Another stumbling block has been the lack of industry confidence in the integrity of 3D-printed parts. Until recently, AM was not defined or protected by the same certification framework as parts designed and built using more conventional methods. As such, many operators were reluctant to invest in a technology that was, by and large, unproven in the eyes of industry regulators, let alone consider 3D printing instruments designed to cope with some of the more dangerous applications in the sector.

$1.4 Billion

Value of projected growth, by 2025, for AM services and facilities within the global oil and gas industry.

SmartTech Publishing

Three-dimensional chess

In recent years, however, regulators have begun to endorse AM as an important facet of the supply chain within the oil and gas sector. DNV GL has proved notably enthusiastic, establishing an R&D centre in Singapore to experiment with new 3D printing technology, and extending its own expertise in this area to operators and service providers alike. Both Fitzpatrick and Van Wolferen have been working with the certification society to formulate a new qualification regime for additive manufactured parts, which was published in January.

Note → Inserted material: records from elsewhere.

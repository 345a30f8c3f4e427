//! # Registry 模块
//!
//! 预设注册表：名称 → 过渡描述符的平面映射，以及内置预设脚本。
//!
//! ## 设计原则
//!
//! - **显式对象**：注册表是显式构造、按引用传递的对象，不是进程级全局状态
//! - **后写覆盖**：同名插入静默覆盖旧绑定，这是文档化的策略而非错误
//! - **初始化即定型**：全部构造发生在初始化阶段；之后注册表只读，
//!   可被任意数量的并发读者无锁访问
//!
//! 这是所有内置预设名称与默认参数的**唯一来源**。

use std::collections::{BTreeMap, HashMap};

use crate::descriptor::{CropMoveMode, PunchAxis, TransitionDescriptor};
use crate::easing::TimeWarp;
use crate::error::TransitionResult;
use crate::generator::MoveFamily;

/// 内置预设的默认参数
///
/// 任何需要这些默认值的地方都应使用这些常量，而非硬编码数字。
pub mod defaults {
    /// 移动过渡族（move / ease）时长
    pub const MOVE_FAMILY_DELAY: f32 = 0.5;
    /// Fade 淡出/淡入各阶段时长
    pub const FADE_PHASE: f32 = 0.5;
    /// Dissolve 时长
    pub const DISSOLVE_DURATION: f32 = 0.5;
    /// Pixellate 时长
    pub const PIXELLATE_DURATION: f32 = 1.0;
    /// Pixellate 单向步数
    pub const PIXELLATE_STEPS: u32 = 5;
    /// 裁剪移动（wipe / slide / slideaway / iris）时长
    pub const CROP_MOVE_DURATION: f32 = 1.0;
    /// 缩放过渡时长
    pub const ZOOM_DURATION: f32 = 0.5;
    /// 缩放过渡的最小缩放系数
    pub const ZOOM_NEAR: f32 = 0.01;
    /// 震屏总时长
    pub const PUNCH_DURATION: f32 = 0.275;
    /// 震屏单程耗时
    pub const PUNCH_PERIOD: f32 = 0.10;
    /// 垂直震屏幅度
    pub const VPUNCH_MAGNITUDE: f32 = 10.0;
    /// 水平震屏幅度
    pub const HPUNCH_MAGNITUDE: f32 = 15.0;
    /// 瓦片溶解时长
    pub const IMAGE_DISSOLVE_DURATION: f32 = 1.0;
    /// 百叶窗瓦片图
    pub const BLINDS_TILE: &str = "common/blindstile.png";
    /// 方块瓦片图
    pub const SQUARES_TILE: &str = "common/squarestile.png";
    /// 百叶窗渐变坡长
    pub const BLINDS_RAMP: u32 = 8;
    /// 方块渐变坡长
    pub const SQUARES_RAMP: u32 = 256;
}

/// 预设注册表
///
/// 场景编排代码在显示/隐藏/替换元素时按名称引用描述符。
#[derive(Debug, Clone, Default)]
pub struct PresetRegistry {
    entries: HashMap<String, TransitionDescriptor>,
}

impl PresetRegistry {
    /// 创建空注册表
    pub fn new() -> Self {
        Self::default()
    }

    /// 创建并填充全部内置预设的注册表
    ///
    /// 任何预设构造失败都使整个初始化失败；失败时不应使用部分状态。
    pub fn with_defaults() -> TransitionResult<Self> {
        let mut registry = Self::new();
        registry.install_defaults()?;
        Ok(registry)
    }

    /// 按名称查找描述符
    pub fn get(&self, name: &str) -> Option<&TransitionDescriptor> {
        self.entries.get(name)
    }

    /// 是否存在某名称
    pub fn contains(&self, name: &str) -> bool {
        self.entries.contains_key(name)
    }

    /// 绑定数量
    pub fn len(&self) -> usize {
        self.entries.len()
    }

    /// 是否为空
    pub fn is_empty(&self) -> bool {
        self.entries.is_empty()
    }

    /// 插入绑定（后写覆盖）
    pub fn insert(&mut self, name: impl Into<String>, descriptor: TransitionDescriptor) {
        let name = name.into();
        if let Some(previous) = self.entries.insert(name.clone(), descriptor) {
            tracing::debug!(name = %name, previous = ?previous.kind, "覆盖同名过渡绑定");
        }
    }

    /// 生成并安装一个移动过渡族（9 个绑定）
    ///
    /// 先构造全部 9 个描述符，再一次性插入：构造失败不污染注册表。
    /// 同一前缀重复安装会整体替换之前的 9 个绑定。
    pub fn install_move_family(&mut self, family: &MoveFamily) -> TransitionResult<()> {
        let bindings = family.generate()?;
        for (name, descriptor) in bindings {
            self.insert(name, descriptor);
        }
        Ok(())
    }

    /// 按名称排序的视图（用于序列化与工具输出，HashMap 本身无序）
    pub fn sorted_entries(&self) -> BTreeMap<&str, &TransitionDescriptor> {
        self.entries
            .iter()
            .map(|(name, descriptor)| (name.as_str(), descriptor))
            .collect()
    }

    /// 按名称排序的全部名称
    pub fn names(&self) -> Vec<&str> {
        let mut names: Vec<&str> = self.entries.keys().map(String::as_str).collect();
        names.sort_unstable();
        names
    }

    /// 安装全部内置预设
    ///
    /// 两个移动过渡族（`move`、`ease`）加上标准独立预设。
    fn install_defaults(&mut self) -> TransitionResult<()> {
        use defaults::*;

        // ---- 移动过渡族 ----
        self.install_move_family(&MoveFamily::new("move", MOVE_FAMILY_DELAY))?;
        self.install_move_family(
            &MoveFamily::new("ease", MOVE_FAMILY_DELAY).with_warps(
                TimeWarp::EaseInOut,
                TimeWarp::EaseIn,
                TimeWarp::EaseOut,
            ),
        )?;

        // ---- 淡化 ----
        self.insert(
            "fade",
            TransitionDescriptor::fade(FADE_PHASE, 0.0, FADE_PHASE, [0, 0, 0])?,
        );
        self.insert(
            "dissolve",
            TransitionDescriptor::dissolve(DISSOLVE_DURATION, false)?,
        );
        self.insert(
            "pixellate",
            TransitionDescriptor::pixellate(PIXELLATE_DURATION, PIXELLATE_STEPS)?,
        );

        // ---- 裁剪移动 ----
        let crop_modes = [
            ("wiperight", CropMoveMode::WipeRight),
            ("wipeleft", CropMoveMode::WipeLeft),
            ("wipeup", CropMoveMode::WipeUp),
            ("wipedown", CropMoveMode::WipeDown),
            ("slideright", CropMoveMode::SlideRight),
            ("slideleft", CropMoveMode::SlideLeft),
            ("slideup", CropMoveMode::SlideUp),
            ("slidedown", CropMoveMode::SlideDown),
            ("slideawayright", CropMoveMode::SlideAwayRight),
            ("slideawayleft", CropMoveMode::SlideAwayLeft),
            ("slideawayup", CropMoveMode::SlideAwayUp),
            ("slideawaydown", CropMoveMode::SlideAwayDown),
            ("irisin", CropMoveMode::IrisIn),
            ("irisout", CropMoveMode::IrisOut),
        ];
        for (name, mode) in crop_modes {
            self.insert(
                name,
                TransitionDescriptor::crop_move(CROP_MOVE_DURATION, mode)?,
            );
        }

        // ---- 缩放 ----
        self.insert(
            "zoomin",
            TransitionDescriptor::zoom(ZOOM_DURATION, ZOOM_NEAR, 1.0, false)?,
        );
        self.insert(
            "zoomout",
            TransitionDescriptor::zoom(ZOOM_DURATION, 1.0, ZOOM_NEAR, false)?,
        );
        self.insert(
            "zoominout",
            TransitionDescriptor::zoom(ZOOM_DURATION, ZOOM_NEAR, 1.0, true)?,
        );

        // ---- 震屏 ----
        self.insert(
            "vpunch",
            TransitionDescriptor::punch(
                PUNCH_DURATION,
                PunchAxis::Vertical,
                VPUNCH_MAGNITUDE,
                PUNCH_PERIOD,
            )?,
        );
        self.insert(
            "hpunch",
            TransitionDescriptor::punch(
                PUNCH_DURATION,
                PunchAxis::Horizontal,
                HPUNCH_MAGNITUDE,
                PUNCH_PERIOD,
            )?,
        );

        // ---- 瓦片溶解 ----
        self.insert(
            "blinds",
            TransitionDescriptor::image_dissolve(
                IMAGE_DISSOLVE_DURATION,
                BLINDS_TILE,
                BLINDS_RAMP,
                false,
            )?,
        );
        self.insert(
            "squares",
            TransitionDescriptor::image_dissolve(
                IMAGE_DISSOLVE_DURATION,
                SQUARES_TILE,
                SQUARES_RAMP,
                false,
            )?,
        );

        tracing::debug!(count = self.len(), "内置过渡预设安装完成");
        Ok(())
    }
}

#[cfg(test)]
mod tests {
    use super::*;
    use crate::descriptor::TransitionKind;
    use crate::error::ConstructionError;

    // ========== 基本操作 ==========

    #[test]
    fn test_insert_and_get() {
        let mut registry = PresetRegistry::new();
        assert!(registry.is_empty());

        registry.insert(
            "dissolve",
            TransitionDescriptor::dissolve(0.5, false).unwrap(),
        );
        assert_eq!(registry.len(), 1);
        assert!(registry.contains("dissolve"));
        assert_eq!(registry.get("dissolve").unwrap().duration, 0.5);
        assert!(registry.get("missing").is_none());
    }

    #[test]
    fn test_insert_overwrites_silently() {
        let mut registry = PresetRegistry::new();
        registry.insert(
            "dissolve",
            TransitionDescriptor::dissolve(0.5, false).unwrap(),
        );
        registry.insert(
            "dissolve",
            TransitionDescriptor::dissolve(2.0, true).unwrap(),
        );

        assert_eq!(registry.len(), 1);
        assert_eq!(registry.get("dissolve").unwrap().duration, 2.0);
    }

    // ========== 过渡族安装 ==========

    #[test]
    fn test_install_move_family_binds_nine_names() {
        let mut registry = PresetRegistry::new();
        registry
            .install_move_family(&MoveFamily::new("move", 0.5))
            .unwrap();

        assert_eq!(registry.len(), 9);
        for name in [
            "move",
            "moveinright",
            "moveinleft",
            "moveintop",
            "moveinbottom",
            "moveoutright",
            "moveoutleft",
            "moveouttop",
            "moveoutbottom",
        ] {
            assert!(registry.contains(name), "missing {name}");
        }
    }

    #[test]
    fn test_reinstall_replaces_all_nine_bindings() {
        let mut registry = PresetRegistry::new();
        registry
            .install_move_family(&MoveFamily::new("move", 0.5))
            .unwrap();
        registry
            .install_move_family(
                &MoveFamily::new("move", 1.5).with_warps(
                    TimeWarp::EaseInOut,
                    TimeWarp::EaseIn,
                    TimeWarp::EaseOut,
                ),
            )
            .unwrap();

        assert_eq!(registry.len(), 9);
        // 查询只能看到第二次安装的参数
        for name in registry.names() {
            let desc = registry.get(name).unwrap();
            assert_eq!(desc.duration, 1.5, "{name} not replaced");
            let TransitionKind::Move { time_warp, .. } = &desc.kind else {
                panic!("expected Move");
            };
            assert_eq!(*time_warp, TimeWarp::EaseInOut);
        }
    }

    #[test]
    fn test_failed_install_leaves_registry_untouched() {
        let mut registry = PresetRegistry::new();
        registry.insert(
            "dissolve",
            TransitionDescriptor::dissolve(0.5, false).unwrap(),
        );

        // delay 为 0 非法：原子失败，不产生部分绑定
        let result = registry.install_move_family(&MoveFamily::new("move", 0.0));
        assert_eq!(
            result,
            Err(ConstructionError::InvalidDuration { value: 0.0 })
        );
        assert_eq!(registry.len(), 1);
        assert!(!registry.contains("move"));
        assert!(!registry.contains("moveinright"));
    }

    // ========== 内置预设 ==========

    #[test]
    fn test_defaults_contain_all_standard_names() {
        let registry = PresetRegistry::with_defaults().unwrap();

        let expected = [
            // move / ease 族（各 9 个）
            "move",
            "moveinright",
            "moveinleft",
            "moveintop",
            "moveinbottom",
            "moveoutright",
            "moveoutleft",
            "moveouttop",
            "moveoutbottom",
            "ease",
            "easeinright",
            "easeinleft",
            "easeintop",
            "easeinbottom",
            "easeoutright",
            "easeoutleft",
            "easeouttop",
            "easeoutbottom",
            // 独立预设
            "fade",
            "dissolve",
            "pixellate",
            "wiperight",
            "wipeleft",
            "wipeup",
            "wipedown",
            "slideright",
            "slideleft",
            "slideup",
            "slidedown",
            "slideawayright",
            "slideawayleft",
            "slideawayup",
            "slideawaydown",
            "irisin",
            "irisout",
            "zoomin",
            "zoomout",
            "zoominout",
            "vpunch",
            "hpunch",
            "blinds",
            "squares",
        ];

        for name in expected {
            assert!(registry.contains(name), "missing preset {name}");
        }
        assert_eq!(registry.len(), expected.len());
    }

    #[test]
    fn test_default_fade_and_dissolve_parameters() {
        let registry = PresetRegistry::with_defaults().unwrap();

        let fade = registry.get("fade").unwrap();
        assert_eq!(fade.duration, 1.0);
        assert_eq!(
            fade.kind,
            TransitionKind::Fade {
                out_time: 0.5,
                hold_time: 0.0,
                in_time: 0.5,
                color: [0, 0, 0],
            }
        );

        let dissolve = registry.get("dissolve").unwrap();
        assert_eq!(dissolve.duration, 0.5);

        let pixellate = registry.get("pixellate").unwrap();
        assert_eq!(pixellate.kind, TransitionKind::Pixellate { steps: 5 });
        assert_eq!(pixellate.duration, 1.0);
    }

    #[test]
    fn test_punch_presets() {
        let registry = PresetRegistry::with_defaults().unwrap();

        let vpunch = registry.get("vpunch").unwrap();
        assert_eq!(vpunch.duration, defaults::PUNCH_DURATION);
        assert_eq!(
            vpunch.kind,
            TransitionKind::Punch {
                axis: PunchAxis::Vertical,
                magnitude: 10.0,
                period: 0.10,
                bounce: true,
                repeat: true,
            }
        );

        let hpunch = registry.get("hpunch").unwrap();
        assert_eq!(hpunch.duration, defaults::PUNCH_DURATION);
        assert_eq!(
            hpunch.kind,
            TransitionKind::Punch {
                axis: PunchAxis::Horizontal,
                magnitude: 15.0,
                period: 0.10,
                bounce: true,
                repeat: true,
            }
        );
    }

    #[test]
    fn test_tile_dissolve_presets() {
        let registry = PresetRegistry::with_defaults().unwrap();

        let blinds = registry.get("blinds").unwrap();
        assert_eq!(
            blinds.kind,
            TransitionKind::ImageDissolve {
                image: defaults::BLINDS_TILE.to_string(),
                ramp_len: 8,
                reverse: false,
            }
        );

        let squares = registry.get("squares").unwrap();
        assert_eq!(
            squares.kind,
            TransitionKind::ImageDissolve {
                image: defaults::SQUARES_TILE.to_string(),
                ramp_len: 256,
                reverse: false,
            }
        );
    }

    #[test]
    fn test_ease_family_uses_cosine_warps() {
        let registry = PresetRegistry::with_defaults().unwrap();

        let easeinright = registry.get("easeinright").unwrap();
        let TransitionKind::Move {
            time_warp, enter, ..
        } = &easeinright.kind
        else {
            panic!("expected Move");
        };
        assert_eq!(*time_warp, TimeWarp::EaseInOut);
        assert_eq!(enter.as_ref().unwrap().time_warp, TimeWarp::EaseIn);

        let easeoutleft = registry.get("easeoutleft").unwrap();
        let TransitionKind::Move { leave, .. } = &easeoutleft.kind else {
            panic!("expected Move");
        };
        assert_eq!(leave.as_ref().unwrap().time_warp, TimeWarp::EaseOut);
    }

    #[test]
    fn test_sorted_entries_are_ordered() {
        let registry = PresetRegistry::with_defaults().unwrap();
        let names: Vec<&str> = registry.sorted_entries().keys().copied().collect();
        let mut sorted = names.clone();
        sorted.sort_unstable();
        assert_eq!(names, sorted);
    }
}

The new guidelines pave the way for the creation of 3D printed parts capable of handling some of the more hazardous applications in offshore oil and gas extraction. “That was for two particular techniques: the wire-arc manufacturing process, and powderbed fusion,” Fitzpatrick recalls. “And that had a lot of operators – tier-one’s – in it.”

For Van Wolferen, Shell’s commitment to this emerging regulatory framework for 3D-printed parts serves to reaffirm the operator’s enduring commitment to safe operations. “All parts we are to produce in the oil and gas sector will actually follow the guidelines,” he explains. “That ensures, for us, that the part that’s 3D-printed has the right quality and material properties.”

Both the American Petroleum Institute and Lloyds Register (LR) have also begun to establish themselves as supporters of the adoption of 3D printing across the offshore sector, providing much-needed certification services for both operators and service providers.

“That’s the basis for our next steps in our industry,” says Van Wolferen, citing LR’s recent certification of the Shell Technology Centre in Amsterdam as an AM hotspot. Having won that certificate, the complex has now begun looking at how AM can make a positive contribution towards areas such as reverse engineering and the further rationalisation of its supply chain. Ultimately, Van Wolferen adds, Shell’s goal is to help professionalise 3D printing throughout its network of suppliers.

“At the end of the day, the ecosystem should print for us and for our peers, of course,” says Van Wolferen. “And as close as possible to the operating assets.”